The following formulas were used for calculation of MELD and MELD-Na:
\begin{equation} Simplified\ MELD=\ 9.57\ x\ log\left(Creatinine\ in\ mg/dL\right)+\ 3.78\ x\ log(Bilirubin\ in\ mg/dL)\ +\ 6.43\nonumber \\ \end{equation}\begin{equation} Simplified\ MELD\ including\ Na=\ MELD-Na\ in\ mEq/L-\left[\ 0.025\ x\ MELD\ x\ \left(140-Na\right)\ \right]+140\nonumber \\ \end{equation}
International Normalized Ratio (INR) was omitted from the formula because 85.2% of the cohort had atrial fibrillation and 82.0% were on oral anticoagulants preoperatively.

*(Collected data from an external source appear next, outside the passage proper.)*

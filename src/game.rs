use bevy::prelude::*;

pub mod config;
pub mod debug;
pub mod world;
pub mod pathfinding;
pub mod agent;
pub mod simulation;

use agent::AgentPlugin;
use config::{GameConfigPlugin, InitialConfig};
use pathfinding::PathfindingPlugin;
use simulation::{player_bundle, SimulationPlugin};
use world::{Tile, TileMap, WorldPlugin};

pub struct GamePlugin;

impl Plugin for GamePlugin {
    fn build(&self, app: &mut App) {
        app.add_plugins((
            GameConfigPlugin,
            WorldPlugin,
            SimulationPlugin,
            PathfindingPlugin,
            AgentPlugin,
        ))
        .add_systems(Startup, setup_game);
    }
}

/// Generate the origin chunk up front and spawn the player on the floor tile
/// closest to its centre. The origin chunk is never populated; everything
/// around it is streamed in by the fixed-tick systems.
fn setup_game(mut commands: Commands, config: Res<InitialConfig>, mut map: ResMut<TileMap>) {
    info!("Game setup started");

    map.ensure_chunk_ready(IVec2::ZERO);
    let settings = *map.settings();
    let center = UVec2::splat(settings.chunk_size as u32 / 2);
    let spawn_local = map
        .chunk(IVec2::ZERO)
        .and_then(|chunk| {
            chunk
                .locals_where(|tile| tile == Tile::Floor)
                .into_iter()
                .min_by_key(|local| local.as_ivec2().distance_squared(center.as_ivec2()))
        })
        .unwrap_or(center);

    let spawn = settings.tile_center(settings.local_to_tile(IVec2::ZERO, spawn_local));
    commands.spawn(player_bundle(&config, spawn));

    info!("Player spawned at {}", spawn);
}
use std::sync::Arc;
use std::time::Duration;

use bevy::prelude::*;
use warren::game::config::{InitialConfig, RuntimeSettings};
use warren::game::pathfinding::{find_path, PathLimits};
use warren::game::simulation::{player_bundle, Behavior, Explosion, SimulationPlugin};
use warren::game::world::{Direction, GridSettings, PerimeterGenerator, Tile, TileMap, WorldPlugin};

fn tick(app: &mut App) {
    app.world_mut().run_schedule(FixedUpdate);
}

#[test]
fn test_chunks_around_the_player_stream_in_glued_and_populated() {
    let config = InitialConfig::default();
    let mut app = App::new();
    app.add_plugins(MinimalPlugins);
    app.insert_resource(Time::<Fixed>::from_hz(config.tick_rate));
    app.insert_resource(config.clone());
    app.insert_resource(RuntimeSettings { chunk_stream_radius: 1, path_requests_per_tick: 8 });
    app.add_plugins((WorldPlugin, SimulationPlugin));

    let settings = config.grid_settings();
    app.world_mut().spawn(player_bundle(&config, settings.tile_center(IVec2::new(10, 10))));

    // Generation runs on the async compute pool; keep ticking until it lands.
    let ready = |app: &App| app.world().resource::<TileMap>().chunks().filter(|c| c.is_ready()).count();
    for _ in 0..2000 {
        tick(&mut app);
        if ready(&app) == 9 {
            break;
        }
        std::thread::sleep(Duration::from_millis(1));
    }
    // Population happens on the tick after the last chunk lands.
    tick(&mut app);

    let map = app.world().resource::<TileMap>();
    assert_eq!(map.chunk_count(), 9);
    assert_eq!(ready(&app), 9);

    for y in -1..=1 {
        for x in -1..=1 {
            let coord = IVec2::new(x, y);
            let chunk = map.chunk(coord).unwrap();
            assert!(chunk.populated, "chunk {coord} populated");
            if x < 1 {
                let exit = chunk.exit(Direction::East).expect("east seam glued");
                assert_eq!(map.get_tile(exit), Tile::Door);
                assert!(map.chunk(coord + IVec2::X).unwrap().exit(Direction::West).is_some());
            }
            if y < 1 {
                assert!(chunk.exit(Direction::North).is_some(), "north seam of {coord} glued");
            }
        }
    }

    let world = app.world_mut();
    let mut behaviors = world.query::<&Behavior>();
    let enemies = behaviors.iter(world).filter(|b| **b == Behavior::Enemy).count();
    assert_eq!(enemies, 9 * config.enemies_per_chunk);
}

#[test]
fn test_explosion_opens_a_path_through_a_wall() {
    let settings = GridSettings::default();
    let mut app = App::new();
    app.add_plugins(MinimalPlugins);
    app.insert_resource(Time::<Fixed>::from_hz(20.0));

    let mut map = TileMap::new(settings, Arc::new(PerimeterGenerator));
    map.ensure_chunk_ready(IVec2::ZERO);
    for y in 1..19 {
        map.set_tile(IVec2::new(10, y), Tile::Wall);
    }
    app.insert_resource(map);
    app.add_plugins(SimulationPlugin);

    let limits = PathLimits::default();
    let search = |map: &TileMap| {
        find_path(map, &map.probe_tile(IVec2::new(5, 10)), &map.probe_tile(IVec2::new(15, 10)), &limits, None)
    };
    assert!(search(app.world().resource::<TileMap>()).is_none());

    app.world_mut().resource_mut::<Messages<Explosion>>().write(Explosion {
        center: settings.tile_center(IVec2::new(10, 10)),
        radius: 20.0,
        damage: 10.0,
    });
    tick(&mut app);

    let map = app.world().resource::<TileMap>();
    assert_eq!(map.get_tile(IVec2::new(10, 10)), Tile::DamagedWall);
    assert_eq!(map.get_tile(IVec2::new(10, 9)), Tile::Wall);

    let path = search(map).expect("breach is walkable");
    assert!(path.tiles().contains(&IVec2::new(10, 10)));
}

Assessment of right ventricular systolic function

Significant heterogeneity exists when comparing right ventricular systolic function based on echocardiographic data alone. The most common modalities used by referring institutions were tricuspid annular plane systolic excursion (TAPSE) and fractional area change (FAC). Reporting standards vary from one institution to another. Some institutions report both while other institutions report just one parameter. For the purpose of comparison, right ventricular systolic function was classified as normal and abnormal using a TAPSE cut-off of 16mm and FAC cut-off of 35%, based on American Society of Echocardiography guidelines from 2016.8

Statistical analysis

Statistical analysis was performed with SPSS version 20.0. Descriptive statistics were reported as mean with standard deviation for continuous variables and as frequencies and percentages for categorical variables.
Univariate analysis was performed to determine risk factors for early and late mortality. For categorical data, the χ2 test was used to evaluate univariate categorical data when the minimum number of observations in a category was over 5; otherwise, likelihood ratios G-tests were used. For continuous data, simple logistic regression was used. Variables with a p-value less than 0.05 on univariate analysis were considered statistically significant.
Using logistic EuroSCORE as the base model, a hierarchical logistic regression model incorporating MELD-Na was used to ascertain the association between MELD-Na and operative mortality and major morbidities.
Survival was estimated using the Kaplan–Meier method. Survival curves were compared using Cox proportional-hazards model. The discriminatory power of MELD-Na and EuroSCORE for in-hospital mortality evaluated using area under the receiver operating characteristic (ROC) curve. The ROC analysis results were interpreted as follows: AUC <0.70, low diagnostic accuracy; AUC in the range of 0.70–0.90, moderate diagnostic accuracy; and AUC ≥0.90, high diagnostic accuracy. Survival curves were generated with MedCalc version 19.4.